Welcome to Monday Morning Round-Up, featuring what’s new in health and medicine from around the web!
Study: App-based visits seem viable for post-surgical follow-ups via Mobi Health News
Women recovering from breast reconstruction surgery following a mastectomy may be just fine checking in with their doctors via their smartphone rather than having to visit in person, a small study published in JAMA Surgery suggested.
Brazil, in the grips of an unusually large yellow fever outbreak, has asked for millions of doses of vaccine from an international emergency stockpile. The body that maintains and manages the stockpile, the International Coordinating Group on Vaccine Provision, has approved the release of more than 3.5 million doses of the vaccine, according to the Brazilian office of the Pan American Health Organization.
Experimental Stem Cell Treatment Leaves Three Women Blind via Kaiser Health News
An experimental treatment — which blinded three women after stem cells from abdominal fat were injected into their eyes — was advertised on a government-run clinical trial website but lacked proper safeguards, researchers reported Wednesday. The report in the New England Journal of Medicine notes that the procedures were part of a national rise in the number of clinics harnessing stem cells from fat to treat a variety of diseases — even though many have not been proven to work.
Our bone marrow is constantly churning out platelets, but researchers have turned up new evidence the lungs are pumping out tons of platelets, too. Platelets are the smallest type of blood cell circulating around the body. In a mouse study published in Nature, researchers found platelet-producing cells called megakaryocytes churn out nearly 10 million platelets per hour.

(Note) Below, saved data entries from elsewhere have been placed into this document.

use meshrun::config::{ServiceSpec, SupervisorSettings};
use meshrun::process::{ServiceState, StopOutcome, Supervisor, SupervisorState};
use std::collections::HashMap;
use std::path::PathBuf;
use std::time::{Duration, Instant};
use tokio::sync::oneshot;

fn spec(name: &str, script: &str, args: &[&str]) -> ServiceSpec {
    ServiceSpec {
        name: name.to_string(),
        script: PathBuf::from(script),
        args: args.iter().map(|s| s.to_string()).collect(),
        cwd: None,
        env: HashMap::new(),
        port: None,
    }
}

fn settings() -> SupervisorSettings {
    SupervisorSettings {
        startup_grace_secs: 1,
        poll_interval_secs: 1,
        stop_timeout_secs: 2,
    }
}

#[tokio::test]
async fn test_graceful_and_forced_outcomes() {
    let mut supervisor = Supervisor::new(settings());

    supervisor
        .launch_all(&[
            spec("polite", "/bin/sleep", &["30"]),
            spec("stubborn", "/bin/sh", &["-c", "trap '' TERM; sleep 30"]),
        ])
        .await
        .unwrap();

    let start = Instant::now();
    let reports = supervisor.shutdown().await;
    let elapsed = start.elapsed();

    assert_eq!(reports.len(), 2);
    assert_eq!(reports[0].name, "polite");
    assert_eq!(reports[0].outcome, StopOutcome::Graceful);
    assert_eq!(reports[1].name, "stubborn");
    assert_eq!(reports[1].outcome, StopOutcome::Killed);

    // Worst case is one stop timeout per tracked service
    assert!(elapsed < Duration::from_secs(2 * 2 + 1));
    assert_eq!(supervisor.state(), SupervisorState::Stopped);
}

#[tokio::test]
async fn test_dead_service_never_blocks_siblings() {
    let mut supervisor = Supervisor::new(settings());

    supervisor
        .launch_all(&[
            spec("short-lived", "/bin/sleep", &["2"]),
            spec("long-lived", "/bin/sleep", &["30"]),
        ])
        .await
        .unwrap();

    // Outlive the first service, then observe its death
    tokio::time::sleep(Duration::from_millis(1500)).await;
    let newly_exited = supervisor.poll_services();
    assert_eq!(newly_exited, vec!["short-lived".to_string()]);

    let reports = supervisor.shutdown().await;

    assert_eq!(reports[0].outcome, StopOutcome::AlreadyExited);
    assert_eq!(reports[1].outcome, StopOutcome::Graceful);
}

#[tokio::test]
async fn test_unexpected_exit_warned_once_within_a_poll() {
    let mut supervisor = Supervisor::new(settings());

    supervisor
        .launch_all(&[spec("flaky", "/bin/sleep", &["2"])])
        .await
        .unwrap();

    // The sleep ends on its own shortly after the grace period
    tokio::time::sleep(Duration::from_millis(1500)).await;

    let first_poll = supervisor.poll_services();
    assert_eq!(first_poll, vec!["flaky".to_string()]);
    assert_eq!(
        supervisor.table().find_by_name("flaky").unwrap().state,
        ServiceState::Exited
    );

    // No repeated alerts and no restart
    assert!(supervisor.poll_services().is_empty());
    assert_eq!(
        supervisor.table().find_by_name("flaky").unwrap().state,
        ServiceState::Exited
    );
}

// The end-to-end run: one service survives launch, monitoring ticks,
// cancellation arrives, the survivor stops gracefully.
#[tokio::test]
async fn test_full_supervision_run() {
    let mut supervisor = Supervisor::new(settings());

    let count = supervisor
        .launch_all(&[
            spec("a", "/bin/sleep", &["30"]),
            spec("b", "/bin/sh", &["-c", "exit 1"]),
        ])
        .await
        .unwrap();

    assert_eq!(count, 1);
    assert!(supervisor.table().find_by_name("a").is_some());
    assert!(supervisor.table().find_by_name("b").is_none());

    let (tx, rx) = oneshot::channel();
    tokio::spawn(async move {
        // Let at least one monitor tick pass before cancelling
        tokio::time::sleep(Duration::from_millis(1200)).await;
        let _ = tx.send(());
    });

    let reports = supervisor.run_until(rx).await.unwrap();

    assert_eq!(reports.len(), 1);
    assert_eq!(reports[0].name, "a");
    assert_eq!(reports[0].outcome, StopOutcome::Graceful);
    assert_eq!(supervisor.state(), SupervisorState::Stopped);
}

#[tokio::test]
async fn test_shutdown_latency_bounded_by_poll_interval() {
    let mut supervisor = Supervisor::new(settings());

    supervisor
        .launch_all(&[spec("svc", "/bin/sleep", &["30"])])
        .await
        .unwrap();

    let (tx, rx) = oneshot::channel();
    let cancelled_at = Instant::now();
    let _ = tx.send(());

    let reports = supervisor.run_until(rx).await.unwrap();
    let latency = cancelled_at.elapsed();

    assert_eq!(reports[0].outcome, StopOutcome::Graceful);
    // Cancellation is observed within one poll interval, and the single
    // service stops well inside its timeout
    assert!(latency < Duration::from_secs(1 + 2));
}
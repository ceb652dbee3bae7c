//! Health check endpoint for load balancers and monitoring.

use axum::Json;
use serde_json::{json, Value};

pub async fn health_check() -> Json<Value> {
    Json(json!({
        "status": "healthy",
        "service": "campus-passkey",
    }))
}
//! # Campus Passkey Service
//!
//! Standalone WebAuthn/passkey service for the campus academic portal.
//! Students register platform authenticators (Face ID, fingerprint readers)
//! against their student ID and later prove possession of the key to sign in.
//!
//! The portal itself (students, courses, attendance, grades) is a separate
//! application; it talks to this service over the `/webauthn/*` HTTP routes.

pub mod config;
pub mod db;
pub mod error;
pub mod handlers;
pub mod state;
pub mod webauthn;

Harvard researchers develop low-cost, smartphone-based male fertility test via Mobi Health News
Scientists have developed a method to test for male infertility that doesn’t require much more than a smartphone. By building an app and pairing with a custom-made 3D-printed case that can magnify sperm and reveal the number of sperm and their motility, researchers at Harvard Medical School affiliated Brigham and Women’s Hospital and Massachusetts General have devised a cheap, quick and convenient way for any man to perform his own semen analysis.